▶ WHAT YOU WILL DO:
Write out each line below exactly as it appears.

++++ RECORD EXTRACTS

//! Trial balance normalization.
//!
//! Turns a validated two-level trial balance report into one flat row per
//! ledger account, and checks a flattened result for consistency.

pub mod service;
pub mod types;


pub use service::{TrialBalanceService, parse_amount, validate_trial_balance_rows};
pub use types::{FlattenedTrialBalance, TrialBalanceRow};
//! Retry error types.

use thiserror::Error;

/// Outcome of a retried operation that did not succeed.
#[derive(Debug, Error)]
pub enum RetryError<E> {
    /// Every configured attempt failed.
    #[error("Operation failed after {attempts} of {max_attempts} attempts: {last_error}")]
    Exhausted {
        /// Error returned by the final attempt.
        last_error: E,
        /// Attempts made.
        attempts: u32,
        /// Configured attempt budget.
        max_attempts: u32,
    },

    /// The caller's classifier declared the error permanent.
    #[error("Operation failed permanently on attempt {attempt}: {error}")]
    Rejected {
        /// The permanent error.
        error: E,
        /// Attempt on which it occurred.
        attempt: u32,
    },

    /// The cancellation token fired at a suspension point.
    #[error("Operation cancelled after {attempts} attempt(s)")]
    Cancelled {
        /// Attempts completed before cancellation.
        attempts: u32,
    },
}

impl<E> RetryError<E> {
    /// Returns the underlying operation error, if one was recorded.
    pub fn into_inner(self) -> Option<E> {
        match self {
            Self::Exhausted { last_error, .. } => Some(last_error),
            Self::Rejected { error, .. } => Some(error),
            Self::Cancelled { .. } => None,
        }
    }

    /// Returns the number of attempts that were made.
    pub const fn attempts(&self) -> u32 {
        match self {
            Self::Exhausted { attempts, .. } | Self::Cancelled { attempts } => *attempts,
            Self::Rejected { attempt, .. } => *attempt,
        }
    }
}
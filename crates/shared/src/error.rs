//! Configuration error types.

use thiserror::Error;

/// Result type alias using `ConfigError`.
pub type ConfigResult<T> = Result<T, ConfigError>;

/// Errors raised while loading or checking configuration.
#[derive(Debug, Error)]
pub enum ConfigError {
    /// Required API credentials are absent.
    #[error("Accounting API credentials not configured: missing {}", .0.join(", "))]
    MissingCredentials(Vec<&'static str>),

    /// A configured value is outside its allowed range.
    #[error("Invalid configuration value for {key}: {reason}")]
    Invalid {
        /// Configuration key.
        key: &'static str,
        /// Why the value was rejected.
        reason: String,
    },

    /// Configuration sources could not be read or deserialized.
    #[error("Failed to load configuration: {0}")]
    Load(#[from] config::ConfigError),
}

impl ConfigError {
    /// Returns the error code used in logs and operator output.
    #[must_use]
    pub const fn error_code(&self) -> &'static str {
        match self {
            Self::MissingCredentials(_) => "NOT_CONFIGURED",
            Self::Invalid { .. } => "INVALID_CONFIG",
            Self::Load(_) => "CONFIG_LOAD_FAILED",
        }
    }
}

++++++++

▶ RESPONSE AREA:
//! Trial balance normalization.
//!
//! Turns a validated two-level trial balance report into one flat row per
//! ledger account, and checks a flattened result for consistency.

pub mod service;
pub mod types;


pub use service::{TrialBalanceService, parse_amount, validate_trial_balance_rows};
pub use types::{FlattenedTrialBalance, TrialBalanceRow};
//! Retry error types.

use thiserror::Error;

/// Outcome of a retried operation that did not succeed.
#[derive(Debug, Error)]
pub enum RetryError<E> {
    /// Every configured attempt failed.
    #[error("Operation failed after {attempts} of {max_attempts} attempts: {last_error}")]
    Exhausted {
        /// Error returned by the final attempt.
        last_error: E,
        /// Attempts made.
        attempts: u32,
        /// Configured attempt budget.
        max_attempts: u32,
    },

    /// The caller's classifier declared the error permanent.
    #[error("Operation failed permanently on attempt {attempt}: {error}")]
    Rejected {
        /// The permanent error.
        error: E,
        /// Attempt on which it occurred.
        attempt: u32,
    },

    /// The cancellation token fired at a suspension point.
    #[error("Operation cancelled after {attempts} attempt(s)")]
    Cancelled {
        /// Attempts completed before cancellation.
        attempts: u32,
    },
}

impl<E> RetryError<E> {
    /// Returns the underlying operation error, if one was recorded.
    pub fn into_inner(self) -> Option<E> {
        match self {
            Self::Exhausted { last_error, .. } => Some(last_error),
            Self::Rejected { error, .. } => Some(error),
            Self::Cancelled { .. } => None,
        }
    }

    /// Returns the number of attempts that were made.
    pub const fn attempts(&self) -> u32 {
        match self {
            Self::Exhausted { attempts, .. } | Self::Cancelled { attempts } => *attempts,
            Self::Rejected { attempt, .. } => *attempt,
        }
    }
}
filename crates/shared/src/error.rs
//! Configuration error types.

use thiserror::Error;

/// Result type alias using `ConfigError`.
pub type ConfigResult<T> = Result<T, ConfigError>;

/// Errors raised while loading or checking configuration.
#[derive(Debug, Error)]
pub enum ConfigError {
    /// Required API credentials are absent.
    #[error("Accounting API credentials not configured: missing {}", .0.join(", "))]
    MissingCredentials(Vec<&'static str>),

    /// A configured value is outside its allowed range.
    #[error("Invalid configuration value for {key}: {reason}")]
    Invalid {
        /// Configuration key.
        key: &'static str,
        /// Why the value was rejected.
        reason: String,
    },

    /// Configuration sources could not be read or deserialized.
    #[error("Failed to load configuration: {0}")]
    Load(#[from] config::ConfigError),
}

impl ConfigError {
    /// Returns the error code used in logs and operator output.
    #[must_use]
    pub const fn error_code(&self) -> &'static str {
        match self {
            Self::MissingCredentials(_) => "NOT_CONFIGURED",
            Self::Invalid { .. } => "INVALID_CONFIG",
            Self::Load(_) => "CONFIG_LOAD_FAILED",
        }
    }
}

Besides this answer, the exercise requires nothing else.